Set the data down again, word for word, as it appears below.

[Opening Data in this exercise section]

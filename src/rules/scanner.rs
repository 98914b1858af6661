use crate::rules::ruleset::{RuleCategory, RuleSet};

/// A found occurrence of a rule key.
///
/// `index` is a byte offset into the scanned text. The key borrows from the
/// rule set that produced the match.
#[derive(Debug, Clone, Copy, PartialEq, Eq)]
pub struct Occurrence<'r> {
    pub index: usize,
    pub key: &'r str,
}

impl<'r> Occurrence<'r> {
    /// Byte offset one past the matched span.
    pub fn end(&self) -> usize {
        self.index + self.key.len()
    }
}

/// Find the nearest flaggable occurrence at or after `from`.
///
/// Every replacement key is searched and the leftmost match wins; when two
/// keys match at the same index, the one defined first in the document wins.
/// Correct-term matches are invisible: the search resumes just past them
/// instead of stopping. `from` may be any byte offset; it is clamped to the
/// text and snapped forward to a character boundary.
pub fn find_next<'r>(rules: &'r RuleSet, text: &str, from: usize) -> Option<Occurrence<'r>> {
    let mut scan_from = ceil_char_boundary(text, from);

    loop {
        let mut best: Option<(Occurrence<'r>, RuleCategory)> = None;
        for (key, rule) in rules.iter() {
            if key.is_empty() {
                continue;
            }
            if let Some(pos) = text[scan_from..].find(key) {
                let index = scan_from + pos;
                if best.map_or(true, |(b, _)| index < b.index) {
                    best = Some((Occurrence { index, key }, rule.category));
                }
            }
        }

        match best {
            None => return None,
            Some((occ, RuleCategory::Correct)) => scan_from = occ.end(),
            Some((occ, RuleCategory::Replace)) => return Some(occ),
        }
    }
}

/// Find the nearest flaggable occurrence that starts strictly before `upto`,
/// searching backward. A match may extend past `upto`; only its start is
/// bounded. Correct-term matches pull the bound down to their own start and
/// the search repeats. Ties resolve like [`find_next`].
pub fn find_prev<'r>(rules: &'r RuleSet, text: &str, upto: usize) -> Option<Occurrence<'r>> {
    let mut scan_upto = ceil_char_boundary(text, upto);

    loop {
        let mut best: Option<(Occurrence<'r>, RuleCategory)> = None;
        for (key, rule) in rules.iter() {
            if key.is_empty() {
                continue;
            }
            if let Some(index) = rfind_before(text, key, scan_upto) {
                if best.map_or(true, |(b, _)| index > b.index) {
                    best = Some((Occurrence { index, key }, rule.category));
                }
            }
        }

        match best {
            None => return None,
            Some((occ, RuleCategory::Correct)) => scan_upto = occ.index,
            Some((occ, RuleCategory::Replace)) => return Some(occ),
        }
    }
}

/// All flaggable occurrences in order, each search resuming at the end of
/// the previous match. Matches never overlap.
pub fn occurrences<'r, 't>(rules: &'r RuleSet, text: &'t str) -> Occurrences<'r, 't> {
    Occurrences {
        rules,
        text,
        cursor: 0,
    }
}

pub struct Occurrences<'r, 't> {
    rules: &'r RuleSet,
    text: &'t str,
    cursor: usize,
}

impl<'r, 't> Iterator for Occurrences<'r, 't> {
    type Item = Occurrence<'r>;

    fn next(&mut self) -> Option<Occurrence<'r>> {
        let occ = find_next(self.rules, self.text, self.cursor)?;
        self.cursor = occ.end();
        Some(occ)
    }
}

/// Rightmost start of `needle` strictly below `limit`.
fn rfind_before(text: &str, needle: &str, limit: usize) -> Option<usize> {
    let mut found = None;
    for (index, _) in text.match_indices(needle) {
        if index >= limit {
            break;
        }
        found = Some(index);
    }
    found
}

/// Clamp `index` to the text and snap it forward to a character boundary.
fn ceil_char_boundary(text: &str, index: usize) -> usize {
    let mut index = index.min(text.len());
    while !text.is_char_boundary(index) {
        index += 1;
    }
    index
}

[Closing Data in this exercise section]

> [Task response]
filename src/rules/scanner.rs
repository 98914b1858af6661
use crate::rules::ruleset::{RuleCategory, RuleSet};

/// A found occurrence of a rule key.
///
/// `index` is a byte offset into the scanned text. The key borrows from the
/// rule set that produced the match.
#[derive(Debug, Clone, Copy, PartialEq, Eq)]
pub struct Occurrence<'r> {
    pub index: usize,
    pub key: &'r str,
}

impl<'r> Occurrence<'r> {
    /// Byte offset one past the matched span.
    pub fn end(&self) -> usize {
        self.index + self.key.len()
    }
}

/// Find the nearest flaggable occurrence at or after `from`.
///
/// Every replacement key is searched and the leftmost match wins; when two
/// keys match at the same index, the one defined first in the document wins.
/// Correct-term matches are invisible: the search resumes just past them
/// instead of stopping. `from` may be any byte offset; it is clamped to the
/// text and snapped forward to a character boundary.
pub fn find_next<'r>(rules: &'r RuleSet, text: &str, from: usize) -> Option<Occurrence<'r>> {
    let mut scan_from = ceil_char_boundary(text, from);

    loop {
        let mut best: Option<(Occurrence<'r>, RuleCategory)> = None;
        for (key, rule) in rules.iter() {
            if key.is_empty() {
                continue;
            }
            if let Some(pos) = text[scan_from..].find(key) {
                let index = scan_from + pos;
                if best.map_or(true, |(b, _)| index < b.index) {
                    best = Some((Occurrence { index, key }, rule.category));
                }
            }
        }

        match best {
            None => return None,
            Some((occ, RuleCategory::Correct)) => scan_from = occ.end(),
            Some((occ, RuleCategory::Replace)) => return Some(occ),
        }
    }
}

/// Find the nearest flaggable occurrence that starts strictly before `upto`,
/// searching backward. A match may extend past `upto`; only its start is
/// bounded. Correct-term matches pull the bound down to their own start and
/// the search repeats. Ties resolve like [`find_next`].
pub fn find_prev<'r>(rules: &'r RuleSet, text: &str, upto: usize) -> Option<Occurrence<'r>> {
    let mut scan_upto = ceil_char_boundary(text, upto);

    loop {
        let mut best: Option<(Occurrence<'r>, RuleCategory)> = None;
        for (key, rule) in rules.iter() {
            if key.is_empty() {
                continue;
            }
            if let Some(index) = rfind_before(text, key, scan_upto) {
                if best.map_or(true, |(b, _)| index > b.index) {
                    best = Some((Occurrence { index, key }, rule.category));
                }
            }
        }

        match best {
            None => return None,
            Some((occ, RuleCategory::Correct)) => scan_upto = occ.index,
            Some((occ, RuleCategory::Replace)) => return Some(occ),
        }
    }
}

/// All flaggable occurrences in order, each search resuming at the end of
/// the previous match. Matches never overlap.
pub fn occurrences<'r, 't>(rules: &'r RuleSet, text: &'t str) -> Occurrences<'r, 't> {
    Occurrences {
        rules,
        text,
        cursor: 0,
    }
}

pub struct Occurrences<'r, 't> {
    rules: &'r RuleSet,
    text: &'t str,
    cursor: usize,
}

impl<'r, 't> Iterator for Occurrences<'r, 't> {
    type Item = Occurrence<'r>;

    fn next(&mut self) -> Option<Occurrence<'r>> {
        let occ = find_next(self.rules, self.text, self.cursor)?;
        self.cursor = occ.end();
        Some(occ)
    }
}

/// Rightmost start of `needle` strictly below `limit`.
fn rfind_before(text: &str, needle: &str, limit: usize) -> Option<usize> {
    let mut found = None;
    for (index, _) in text.match_indices(needle) {
        if index >= limit {
            break;
        }
        found = Some(index);
    }
    found
}

/// Clamp `index` to the text and snap it forward to a character boundary.
fn ceil_char_boundary(text: &str, index: usize) -> usize {
    let mut index = index.min(text.len());
    while !text.is_char_boundary(index) {
        index += 1;
    }
    index
}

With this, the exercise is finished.